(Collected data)
use super::{DocumentLayout, Element, Font, Placement, Rect, TextRun};
use feedback_lens_common::{FeedbackLensError, Result};
use image::codecs::jpeg::JpegEncoder;
use image::{ExtendedColorType, ImageEncoder};
use lopdf::content::{Content, Operation};
use lopdf::{dictionary, Dictionary, Document, Object, ObjectId, Stream, StringFormat};

const ASCENT: f32 = 0.718; // Helvetica ascender, em fraction
const JPEG_QUALITY: u8 = 90;

fn real(v: f32) -> Object {
    Object::Real(v.into())
}

fn render_err(e: impl std::fmt::Display) -> FeedbackLensError {
    FeedbackLensError::Render(format!("pdf serialization failed: {e}"))
}

/// WinAnsi bytes; the layout only carries Latin-1 text.
fn encode_text(text: &str) -> Vec<u8> {
    text.chars()
        .map(|c| if (c as u32) <= 0xFF { c as u32 as u8 } else { b'?' })
        .collect()
}

/// Serialize a layout into PDF bytes using the standard Helvetica faces.
pub fn write_pdf(layout: &DocumentLayout) -> Result<Vec<u8>> {
    let mut doc = Document::with_version("1.4");
    let pages_id = doc.new_object_id();
    let regular_id = doc.add_object(dictionary! {
        "Type" => "Font",
        "Subtype" => "Type1",
        "BaseFont" => "Helvetica",
        "Encoding" => "WinAnsiEncoding",
    });
    let bold_id = doc.add_object(dictionary! {
        "Type" => "Font",
        "Subtype" => "Type1",
        "BaseFont" => "Helvetica-Bold",
        "Encoding" => "WinAnsiEncoding",
    });

    let height = layout.page_height;
    let mut kids: Vec<Object> = Vec::with_capacity(layout.pages.len());
    for page in &layout.pages {
        let mut ops: Vec<Operation> = Vec::new();
        let mut xobjects = Dictionary::new();
        let mut image_no = 0;
        for element in &page.elements {
            match element {
                Element::Text(run) => push_text(&mut ops, run, height),
                Element::Rect(rect) => push_rect(&mut ops, rect, height),
                Element::Image(placement) => {
                    image_no += 1;
                    let name = format!("Im{image_no}");
                    let image_id = add_image(&mut doc, placement)?;
                    xobjects.set(name.as_bytes().to_vec(), image_id);
                    push_image(&mut ops, placement, &name, height);
                }
            }
        }
        let content = Content { operations: ops }.encode().map_err(render_err)?;
        let content_id = doc.add_object(Stream::new(dictionary! {}, content));
        let page_id = doc.add_object(dictionary! {
            "Type" => "Page",
            "Parent" => pages_id,
            "Contents" => content_id,
            "Resources" => dictionary! {
                "Font" => dictionary! {
                    "F1" => regular_id,
                    "F2" => bold_id,
                },
                "XObject" => xobjects,
            },
        });
        kids.push(page_id.into());
    }

    let count = kids.len() as i64;
    doc.objects.insert(
        pages_id,
        Object::Dictionary(dictionary! {
            "Type" => "Pages",
            "Kids" => kids,
            "Count" => count,
            "MediaBox" => vec![0.into(), 0.into(), real(layout.page_width), real(height)],
        }),
    );
    let catalog_id = doc.add_object(dictionary! {
        "Type" => "Catalog",
        "Pages" => pages_id,
    });
    let info_id = doc.add_object(dictionary! {
        "Title" => Object::String(encode_text(&layout.title), StringFormat::Literal),
        "Producer" => Object::string_literal("feedback-lens"),
    });
    doc.trailer.set("Root", catalog_id);
    doc.trailer.set("Info", info_id);

    let mut buf = Vec::new();
    doc.save_to(&mut buf).map_err(render_err)?;
    Ok(buf)
}

fn push_text(ops: &mut Vec<Operation>, run: &TextRun, page_height: f32) {
    let font = match run.font {
        Font::Regular => "F1",
        Font::Bold => "F2",
    };
    let baseline = page_height - run.y - run.size * ASCENT;
    ops.push(Operation::new("BT", vec![]));
    ops.push(Operation::new("Tf", vec![font.into(), real(run.size)]));
    ops.push(Operation::new("Td", vec![real(run.x), real(baseline)]));
    ops.push(Operation::new(
        "Tj",
        vec![Object::String(encode_text(&run.text), StringFormat::Literal)],
    ));
    ops.push(Operation::new("ET", vec![]));
}

fn push_rect(ops: &mut Vec<Operation>, rect: &Rect, page_height: f32) {
    let bottom = page_height - rect.y - rect.height;
    ops.push(Operation::new("w", vec![real(0.5)]));
    ops.push(Operation::new(
        "re",
        vec![real(rect.x), real(bottom), real(rect.width), real(rect.height)],
    ));
    ops.push(Operation::new("S", vec![]));
}

fn push_image(ops: &mut Vec<Operation>, p: &Placement, name: &str, page_height: f32) {
    let bottom = page_height - p.y - p.height;
    ops.push(Operation::new("q", vec![]));
    ops.push(Operation::new(
        "cm",
        vec![real(p.width), real(0.0), real(0.0), real(p.height), real(p.x), real(bottom)],
    ));
    ops.push(Operation::new("Do", vec![name.into()]));
    ops.push(Operation::new("Q", vec![]));
}

// images are embedded as baseline JPEG (DCTDecode)
fn add_image(doc: &mut Document, p: &Placement) -> Result<ObjectId> {
    let mut jpeg = Vec::new();
    JpegEncoder::new_with_quality(&mut jpeg, JPEG_QUALITY)
        .write_image(
            p.image.as_raw(),
            p.image.width(),
            p.image.height(),
            ExtendedColorType::Rgb8,
        )
        .map_err(|e| FeedbackLensError::Render(format!("jpeg encoding failed: {e}")))?;
    let dict = dictionary! {
        "Type" => "XObject",
        "Subtype" => "Image",
        "Width" => p.image.width() as i64,
        "Height" => p.image.height() as i64,
        "ColorSpace" => "DeviceRGB",
        "BitsPerComponent" => 8,
        "Filter" => "DCTDecode",
    };
    Ok(doc.add_object(Stream::new(dict, jpeg)))
}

* Your objective *
All of the entries above should be written out again exactly.

* Written answer *
use super::{DocumentLayout, Element, Font, Placement, Rect, TextRun};
use feedback_lens_common::{FeedbackLensError, Result};
use image::codecs::jpeg::JpegEncoder;
use image::{ExtendedColorType, ImageEncoder};
use lopdf::content::{Content, Operation};
use lopdf::{dictionary, Dictionary, Document, Object, ObjectId, Stream, StringFormat};

const ASCENT: f32 = 0.718; // Helvetica ascender, em fraction
const JPEG_QUALITY: u8 = 90;

fn real(v: f32) -> Object {
    Object::Real(v.into())
}

fn render_err(e: impl std::fmt::Display) -> FeedbackLensError {
    FeedbackLensError::Render(format!("pdf serialization failed: {e}"))
}

/// WinAnsi bytes; the layout only carries Latin-1 text.
fn encode_text(text: &str) -> Vec<u8> {
    text.chars()
        .map(|c| if (c as u32) <= 0xFF { c as u32 as u8 } else { b'?' })
        .collect()
}

/// Serialize a layout into PDF bytes using the standard Helvetica faces.
pub fn write_pdf(layout: &DocumentLayout) -> Result<Vec<u8>> {
    let mut doc = Document::with_version("1.4");
    let pages_id = doc.new_object_id();
    let regular_id = doc.add_object(dictionary! {
        "Type" => "Font",
        "Subtype" => "Type1",
        "BaseFont" => "Helvetica",
        "Encoding" => "WinAnsiEncoding",
    });
    let bold_id = doc.add_object(dictionary! {
        "Type" => "Font",
        "Subtype" => "Type1",
        "BaseFont" => "Helvetica-Bold",
        "Encoding" => "WinAnsiEncoding",
    });

    let height = layout.page_height;
    let mut kids: Vec<Object> = Vec::with_capacity(layout.pages.len());
    for page in &layout.pages {
        let mut ops: Vec<Operation> = Vec::new();
        let mut xobjects = Dictionary::new();
        let mut image_no = 0;
        for element in &page.elements {
            match element {
                Element::Text(run) => push_text(&mut ops, run, height),
                Element::Rect(rect) => push_rect(&mut ops, rect, height),
                Element::Image(placement) => {
                    image_no += 1;
                    let name = format!("Im{image_no}");
                    let image_id = add_image(&mut doc, placement)?;
                    xobjects.set(name.as_bytes().to_vec(), image_id);
                    push_image(&mut ops, placement, &name, height);
                }
            }
        }
        let content = Content { operations: ops }.encode().map_err(render_err)?;
        let content_id = doc.add_object(Stream::new(dictionary! {}, content));
        let page_id = doc.add_object(dictionary! {
            "Type" => "Page",
            "Parent" => pages_id,
            "Contents" => content_id,
            "Resources" => dictionary! {
                "Font" => dictionary! {
                    "F1" => regular_id,
                    "F2" => bold_id,
                },
                "XObject" => xobjects,
            },
        });
        kids.push(page_id.into());
    }

    let count = kids.len() as i64;
    doc.objects.insert(
        pages_id,
        Object::Dictionary(dictionary! {
            "Type" => "Pages",
            "Kids" => kids,
            "Count" => count,
            "MediaBox" => vec![0.into(), 0.into(), real(layout.page_width), real(height)],
        }),
    );
    let catalog_id = doc.add_object(dictionary! {
        "Type" => "Catalog",
        "Pages" => pages_id,
    });
    let info_id = doc.add_object(dictionary! {
        "Title" => Object::String(encode_text(&layout.title), StringFormat::Literal),
        "Producer" => Object::string_literal("feedback-lens"),
    });
    doc.trailer.set("Root", catalog_id);
    doc.trailer.set("Info", info_id);

    let mut buf = Vec::new();
    doc.save_to(&mut buf).map_err(render_err)?;
    Ok(buf)
}

fn push_text(ops: &mut Vec<Operation>, run: &TextRun, page_height: f32) {
    let font = match run.font {
        Font::Regular => "F1",
        Font::Bold => "F2",
    };
    let baseline = page_height - run.y - run.size * ASCENT;
    ops.push(Operation::new("BT", vec![]));
    ops.push(Operation::new("Tf", vec![font.into(), real(run.size)]));
    ops.push(Operation::new("Td", vec![real(run.x), real(baseline)]));
    ops.push(Operation::new(
        "Tj",
        vec![Object::String(encode_text(&run.text), StringFormat::Literal)],
    ));
    ops.push(Operation::new("ET", vec![]));
}

fn push_rect(ops: &mut Vec<Operation>, rect: &Rect, page_height: f32) {
    let bottom = page_height - rect.y - rect.height;
    ops.push(Operation::new("w", vec![real(0.5)]));
    ops.push(Operation::new(
        "re",
        vec![real(rect.x), real(bottom), real(rect.width), real(rect.height)],
    ));
    ops.push(Operation::new("S", vec![]));
}

fn push_image(ops: &mut Vec<Operation>, p: &Placement, name: &str, page_height: f32) {
    let bottom = page_height - p.y - p.height;
    ops.push(Operation::new("q", vec![]));
    ops.push(Operation::new(
        "cm",
        vec![real(p.width), real(0.0), real(0.0), real(p.height), real(p.x), real(bottom)],
    ));
    ops.push(Operation::new("Do", vec![name.into()]));
    ops.push(Operation::new("Q", vec![]));
}

// images are embedded as baseline JPEG (DCTDecode)
fn add_image(doc: &mut Document, p: &Placement) -> Result<ObjectId> {
    let mut jpeg = Vec::new();
    JpegEncoder::new_with_quality(&mut jpeg, JPEG_QUALITY)
        .write_image(
            p.image.as_raw(),
            p.image.width(),
            p.image.height(),
            ExtendedColorType::Rgb8,
        )
        .map_err(|e| FeedbackLensError::Render(format!("jpeg encoding failed: {e}")))?;
    let dict = dictionary! {
        "Type" => "XObject",
        "Subtype" => "Image",
        "Width" => p.image.width() as i64,
        "Height" => p.image.height() as i64,
        "ColorSpace" => "DeviceRGB",
        "BitsPerComponent" => 8,
        "Filter" => "DCTDecode",
    };
    Ok(doc.add_object(Stream::new(dict, jpeg)))
}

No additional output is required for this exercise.